Landkreis. In den Städten ist das Bauland begrenzt. Die Frage nach der Zukunft des Einfamilienhauses im Zentrum von Hamburg, Berlin oder Paris erübrigt sich. Im ländlichen Raum werden derzeit aber vor allem Ideen für modernen Wohnraum ohne Hochhaus-Planung umgesetzt.
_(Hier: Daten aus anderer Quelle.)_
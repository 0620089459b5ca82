pub mod routes;
pub mod state;

use std::{net::SocketAddr, path::PathBuf};

use clap::Parser;
use color_eyre::eyre;
use tokio::net::TcpListener;
use tracing_subscriber::EnvFilter;

use crate::state::AppState;

#[derive(Debug, Parser)]
#[command(
	version = ezra_cli::VERSION,
	rename_all = "kebab",
	styles = ezra_cli::styles(),
)]
pub struct Args {
	#[arg(long, short = 'c', value_name = "FILE")]
	pub config: PathBuf,
}

pub async fn run(args: Args) -> color_eyre::Result<()> {
	let config = ezra_config::load(&args.config)?;
	init_tracing(&config)?;
	let http_addr: SocketAddr = config.service.http_bind.parse()?;
	if config.security.bind_localhost_only && !http_addr.ip().is_loopback() {
		return Err(eyre::eyre!(
			"http_bind must be a loopback address when bind_localhost_only is true."
		));
	}
	let state = AppState::new(config).await?;
	let app = routes::router(state);

	let http_listener = TcpListener::bind(http_addr).await?;
	tracing::info!(%http_addr, "HTTP server listening.");
	axum::serve(http_listener, app).await?;
	Ok(())
}

fn init_tracing(config: &ezra_config::Config) -> color_eyre::Result<()> {
	let filter =
		EnvFilter::try_new(&config.service.log_level).unwrap_or_else(|_| EnvFilter::new("info"));
	tracing_subscriber::fmt().with_env_filter(filter).init();
	Ok(())
}
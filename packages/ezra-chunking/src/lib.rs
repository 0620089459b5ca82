use ezra_domain::docs::{DocumentationChunk, DocumentationMetadata};

const INTRO_TITLE: &str = "Introduction";

#[derive(Clone, Debug, PartialEq)]
pub struct MarkdownChunk {
	pub title: String,
	pub content: String,
}

/// Reproducible from (url, section title) alone, so re-ingesting the same
/// logical section overwrites instead of duplicating.
pub fn chunk_id(url: &str, section_title: &str) -> String {
	let digest = blake3::hash(format!("{url}_{section_title}").as_bytes());

	format!("doc_{}", digest.to_hex())
}

/// Split markdown into sections at ATX headers. Content before the first
/// header is titled "Introduction"; headers stay inside their own section.
pub fn split_markdown_sections(markdown: &str) -> Vec<MarkdownChunk> {
	let mut chunks = Vec::new();
	let mut current_title = INTRO_TITLE.to_string();
	let mut current_content: Vec<&str> = Vec::new();

	for line in markdown.lines() {
		if let Some(title) = header_title(line) {
			push_chunk(&mut chunks, &current_title, &current_content);

			current_title = title.to_string();
			current_content = vec![line];
		} else {
			current_content.push(line);
		}
	}

	push_chunk(&mut chunks, &current_title, &current_content);

	chunks
}

/// Assemble documentation chunks for one page, prefixing each section with
/// its breadcrumb so the embedded text carries navigational context.
pub fn build_chunks(
	source: &str,
	breadcrumb: &str,
	url: &str,
	markdown: &str,
) -> Vec<DocumentationChunk> {
	split_markdown_sections(markdown)
		.into_iter()
		.map(|chunk| {
			let section_path = format!("{breadcrumb} > {}", chunk.title);
			let text = format!("Context: {section_path}\n\n{}", chunk.content);

			DocumentationChunk {
				id: chunk_id(url, &chunk.title),
				text,
				metadata: DocumentationMetadata {
					source: source.to_string(),
					title: chunk.title,
					url: url.to_string(),
					section_path,
					doc_type: "guide".to_string(),
					..DocumentationMetadata::default()
				},
			}
		})
		.collect()
}

fn header_title(line: &str) -> Option<&str> {
	let hashes = line.bytes().take_while(|byte| *byte == b'#').count();

	if !(1..=6).contains(&hashes) {
		return None;
	}

	let rest = &line[hashes..];

	if !rest.starts_with(char::is_whitespace) {
		return None;
	}

	let title = rest.trim();

	if title.is_empty() { None } else { Some(title) }
}

fn push_chunk(chunks: &mut Vec<MarkdownChunk>, title: &str, content: &[&str]) {
	if content.concat().trim().is_empty() {
		return;
	}

	chunks.push(MarkdownChunk {
		title: title.to_string(),
		content: content.join("\n").trim().to_string(),
	});
}
use ezra_domain::{category, codes, error_codes};

#[test]
fn category_priority_follows_table_order() {
	// Both a network and a billing term; network is earlier in the table.
	assert_eq!(category::categorize("network timeout and billing overdue", ""), "network");
	// Repeated evaluation stays deterministic.
	assert_eq!(category::categorize("network timeout and billing overdue", ""), "network");
}

#[test]
fn code_shape_matches_the_documented_classifier() {
	assert!(codes::looks_like_code("120002"));
	assert!(codes::looks_like_code("-100"));
	assert!(codes::looks_like_code("0x123"));
	assert!(!codes::looks_like_code("camera won't turn on"));
	assert!(!codes::looks_like_code("abc123"));
}

#[test]
fn normalize_is_deterministic_over_the_same_input() {
	let payload = serde_json::json!([
		{
			"moduleCode": "10002",
			"detailCode": "120002",
			"description": "设备离线",
			"solution": "重启设备",
			"updateTime": 1_700_000_000_i64,
		},
		{
			"moduleCode": "",
			"detailCode": "330001",
			"description": "unclassifiable text",
			"solution": "none",
			"updateTime": 1_700_000_000_i64,
		},
	]);
	let first = error_codes::normalize_error_codes(payload.clone()).expect("normalize failed");
	let second = error_codes::normalize_error_codes(payload).expect("normalize failed");

	assert_eq!(first.entities, second.entities);
	assert_eq!(first.entities[0].id, "10002_120002");
	assert_eq!(first.entities[0].category, "device");
	assert_eq!(first.entities[1].id, "330001");
	assert_eq!(first.entities[1].category, category::GENERAL_CATEGORY);
}
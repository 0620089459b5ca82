use std::time::Duration;

use color_eyre::{Result, eyre};
use reqwest::Client;
use serde_json::Value;

/// One chat-completions call, one attempt. Upstream failures surface to the
/// caller; retry policy belongs to whoever owns the synthesizer contract.
pub async fn generate(cfg: &ezra_config::LlmProviderConfig, messages: &[Value]) -> Result<String> {
	let client = Client::builder().timeout(Duration::from_millis(cfg.timeout_ms)).build()?;
	let url = format!("{}{}", cfg.api_base, cfg.path);
	let body = serde_json::json!({
		"model": cfg.model,
		"temperature": cfg.temperature,
		"messages": messages,
	});
	let res = client
		.post(url)
		.headers(crate::auth_headers(&cfg.api_key, &cfg.default_headers)?)
		.json(&body)
		.send()
		.await?;
	let json: Value = res.error_for_status()?.json().await?;

	parse_generation_response(json)
}

fn parse_generation_response(json: Value) -> Result<String> {
	let content = json
		.get("choices")
		.and_then(|v| v.as_array())
		.and_then(|arr| arr.first())
		.and_then(|choice| choice.get("message"))
		.and_then(|msg| msg.get("content"))
		.and_then(|c| c.as_str())
		.ok_or_else(|| eyre::eyre!("Generation response is missing message content."))?;

	Ok(content.to_string())
}
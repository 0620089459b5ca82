use std::{
	env,
	sync::{
		Mutex,
		atomic::{AtomicUsize, Ordering},
	},
};

use color_eyre::eyre;
use serde_json::Value;
use uuid::Uuid;

use ezra_service::{
	AnswerProvider, BoxFuture, CorpusRecord, CorpusStore, EmbeddingProvider, ScrollPage,
};

/// Insertion-ordered in-memory corpus store. Queries rank by naive term
/// overlap with insertion order as the tie breaker, which keeps test
/// expectations deterministic.
pub struct MemoryCorpus {
	records: Mutex<Vec<CorpusRecord>>,
	upsert_calls: AtomicUsize,
	fetch_calls: AtomicUsize,
	query_calls: AtomicUsize,
	fail_upserts_from: AtomicUsize,
}

impl Default for MemoryCorpus {
	fn default() -> Self {
		Self::new()
	}
}

impl MemoryCorpus {
	pub fn new() -> Self {
		Self {
			records: Mutex::new(Vec::new()),
			upsert_calls: AtomicUsize::new(0),
			fetch_calls: AtomicUsize::new(0),
			query_calls: AtomicUsize::new(0),
			fail_upserts_from: AtomicUsize::new(usize::MAX),
		}
	}

	/// Make every upsert call from the given 1-based call number fail.
	pub fn fail_upserts_from(&self, call_number: usize) {
		self.fail_upserts_from.store(call_number, Ordering::SeqCst);
	}

	pub fn clear_failures(&self) {
		self.fail_upserts_from.store(usize::MAX, Ordering::SeqCst);
	}

	pub fn upsert_calls(&self) -> usize {
		self.upsert_calls.load(Ordering::SeqCst)
	}

	pub fn fetch_calls(&self) -> usize {
		self.fetch_calls.load(Ordering::SeqCst)
	}

	pub fn query_calls(&self) -> usize {
		self.query_calls.load(Ordering::SeqCst)
	}

	pub fn len(&self) -> usize {
		self.records.lock().unwrap_or_else(|err| err.into_inner()).len()
	}

	pub fn is_empty(&self) -> bool {
		self.len() == 0
	}

	pub fn insert(&self, record: CorpusRecord) {
		let mut records = self.records.lock().unwrap_or_else(|err| err.into_inner());

		upsert_record(&mut records, record);
	}
}

impl CorpusStore for MemoryCorpus {
	fn upsert<'a>(&'a self, batch: &'a [CorpusRecord]) -> BoxFuture<'a, color_eyre::Result<()>> {
		Box::pin(async move {
			let call = self.upsert_calls.fetch_add(1, Ordering::SeqCst) + 1;

			if call >= self.fail_upserts_from.load(Ordering::SeqCst) {
				return Err(eyre::eyre!("Injected upsert failure on call {call}."));
			}

			let mut records = self.records.lock().unwrap_or_else(|err| err.into_inner());

			for record in batch {
				upsert_record(&mut records, record.clone());
			}

			Ok(())
		})
	}

	fn fetch<'a>(
		&'a self,
		ids: &'a [String],
	) -> BoxFuture<'a, color_eyre::Result<Vec<CorpusRecord>>> {
		Box::pin(async move {
			self.fetch_calls.fetch_add(1, Ordering::SeqCst);

			let records = self.records.lock().unwrap_or_else(|err| err.into_inner());

			Ok(records.iter().filter(|record| ids.contains(&record.id)).cloned().collect())
		})
	}

	fn find_by_field<'a>(
		&'a self,
		field: &'a str,
		value: &'a str,
		limit: u32,
	) -> BoxFuture<'a, color_eyre::Result<Vec<CorpusRecord>>> {
		Box::pin(async move {
			let records = self.records.lock().unwrap_or_else(|err| err.into_inner());

			Ok(records
				.iter()
				.filter(|record| {
					record.metadata.get(field).and_then(Value::as_str) == Some(value)
				})
				.take(limit as usize)
				.cloned()
				.collect())
		})
	}

	fn scroll<'a>(
		&'a self,
		limit: u32,
		offset: Option<&'a str>,
	) -> BoxFuture<'a, color_eyre::Result<ScrollPage>> {
		Box::pin(async move {
			let records = self.records.lock().unwrap_or_else(|err| err.into_inner());
			let start = offset.and_then(|cursor| cursor.parse::<usize>().ok()).unwrap_or(0);
			let end = (start + limit as usize).min(records.len());
			let page = records.get(start..end).unwrap_or_default().to_vec();
			let next_offset = (end < records.len()).then(|| end.to_string());

			Ok(ScrollPage { records: page, next_offset })
		})
	}

	fn query<'a>(
		&'a self,
		text: &'a str,
		limit: u32,
	) -> BoxFuture<'a, color_eyre::Result<Vec<CorpusRecord>>> {
		Box::pin(async move {
			self.query_calls.fetch_add(1, Ordering::SeqCst);

			let records = self.records.lock().unwrap_or_else(|err| err.into_inner());
			let needle = text.to_lowercase();
			let terms = needle.split_whitespace().collect::<Vec<_>>();
			let mut scored = records
				.iter()
				.map(|record| {
					let haystack = record.document.to_lowercase();
					let score =
						terms.iter().filter(|term| haystack.contains(**term)).count();

					(score, record.clone())
				})
				.collect::<Vec<_>>();

			scored.sort_by(|a, b| b.0.cmp(&a.0));

			Ok(scored.into_iter().take(limit as usize).map(|(_, record)| record).collect())
		})
	}

	fn count<'a>(&'a self) -> BoxFuture<'a, color_eyre::Result<u64>> {
		Box::pin(async move {
			let records = self.records.lock().unwrap_or_else(|err| err.into_inner());

			Ok(records.len() as u64)
		})
	}
}

fn upsert_record(records: &mut Vec<CorpusRecord>, record: CorpusRecord) {
	if let Some(existing) = records.iter_mut().find(|existing| existing.id == record.id) {
		*existing = record;
	} else {
		records.push(record);
	}
}

/// Deterministic embedding stub: vectors derive from the text bytes alone.
pub struct StubEmbedding {
	pub vector_dim: u32,
}

impl EmbeddingProvider for StubEmbedding {
	fn embed<'a>(
		&'a self,
		_cfg: &'a ezra_config::EmbeddingProviderConfig,
		texts: &'a [String],
	) -> BoxFuture<'a, color_eyre::Result<Vec<Vec<f32>>>> {
		Box::pin(async move {
			Ok(texts
				.iter()
				.map(|text| {
					let seed = text
						.bytes()
						.fold(0_u64, |acc, byte| acc.wrapping_mul(31).wrapping_add(u64::from(byte)));

					(0..self.vector_dim)
						.map(|index| (((seed >> (index % 17)) & 0xff) as f32) / 255.0)
						.collect()
				})
				.collect())
		})
	}
}

/// Answer provider stub that records every prompt it receives.
#[derive(Default)]
pub struct RecordingGenerator {
	pub answer: String,
	calls: AtomicUsize,
	prompts: Mutex<Vec<String>>,
}

impl RecordingGenerator {
	pub fn new(answer: &str) -> Self {
		Self { answer: answer.to_string(), ..Self::default() }
	}

	pub fn calls(&self) -> usize {
		self.calls.load(Ordering::SeqCst)
	}

	pub fn prompts(&self) -> Vec<String> {
		self.prompts.lock().unwrap_or_else(|err| err.into_inner()).clone()
	}
}

impl AnswerProvider for RecordingGenerator {
	fn generate<'a>(
		&'a self,
		_cfg: &'a ezra_config::LlmProviderConfig,
		messages: &'a [Value],
	) -> BoxFuture<'a, color_eyre::Result<String>> {
		Box::pin(async move {
			self.calls.fetch_add(1, Ordering::SeqCst);

			let user_content = messages
				.last()
				.and_then(|message| message.get("content"))
				.and_then(Value::as_str)
				.unwrap_or_default()
				.to_string();

			self.prompts.lock().unwrap_or_else(|err| err.into_inner()).push(user_content);

			Ok(self.answer.clone())
		})
	}
}

/// Answer provider stub that always fails.
pub struct FailingGenerator;

impl AnswerProvider for FailingGenerator {
	fn generate<'a>(
		&'a self,
		_cfg: &'a ezra_config::LlmProviderConfig,
		_messages: &'a [Value],
	) -> BoxFuture<'a, color_eyre::Result<String>> {
		Box::pin(async move { Err(eyre::eyre!("Injected generation failure.")) })
	}
}

pub fn env_qdrant_url() -> Option<String> {
	env::var("EZRA_QDRANT_URL").ok()
}

pub fn unique_collection(prefix: &str) -> String {
	format!("{prefix}_{}", Uuid::new_v4().simple())
}

pub async fn drop_collection(url: &str, collection: &str) -> color_eyre::Result<()> {
	let client = qdrant_client::Qdrant::from_url(url).build()?;

	client.delete_collection(collection).await?;

	Ok(())
}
Wenn es um Innovationen und maßgebliche Veränderungen beim Bauen geht, hat die Harsefelder Firma Viebrockhaus in den vergangenen 70 Jahren schon häufig richtig gelegen. Zuletzt gab es zwei Projekte, die deutschlandweit für Schlagzeilen sorgten: die Smart City für nachhaltiges Bauen und die Power Townhouses für bezahlbaren Wohnraum. Vor diesen Entwicklungen standen für das Harsefelder Bauunternehmen Besuche bei Projekten in der ganzen Welt, speziell in den USA. Die Viebrockhaus-Chefs Lars und Dirk Viebrock waren selbst ins Silicon Valley gereist, um sich dort über innovatives Bauen zu informieren. Nicht alle dort gesammelten Ideen haben es zur Praxisreife ins Unternehmen geschafft.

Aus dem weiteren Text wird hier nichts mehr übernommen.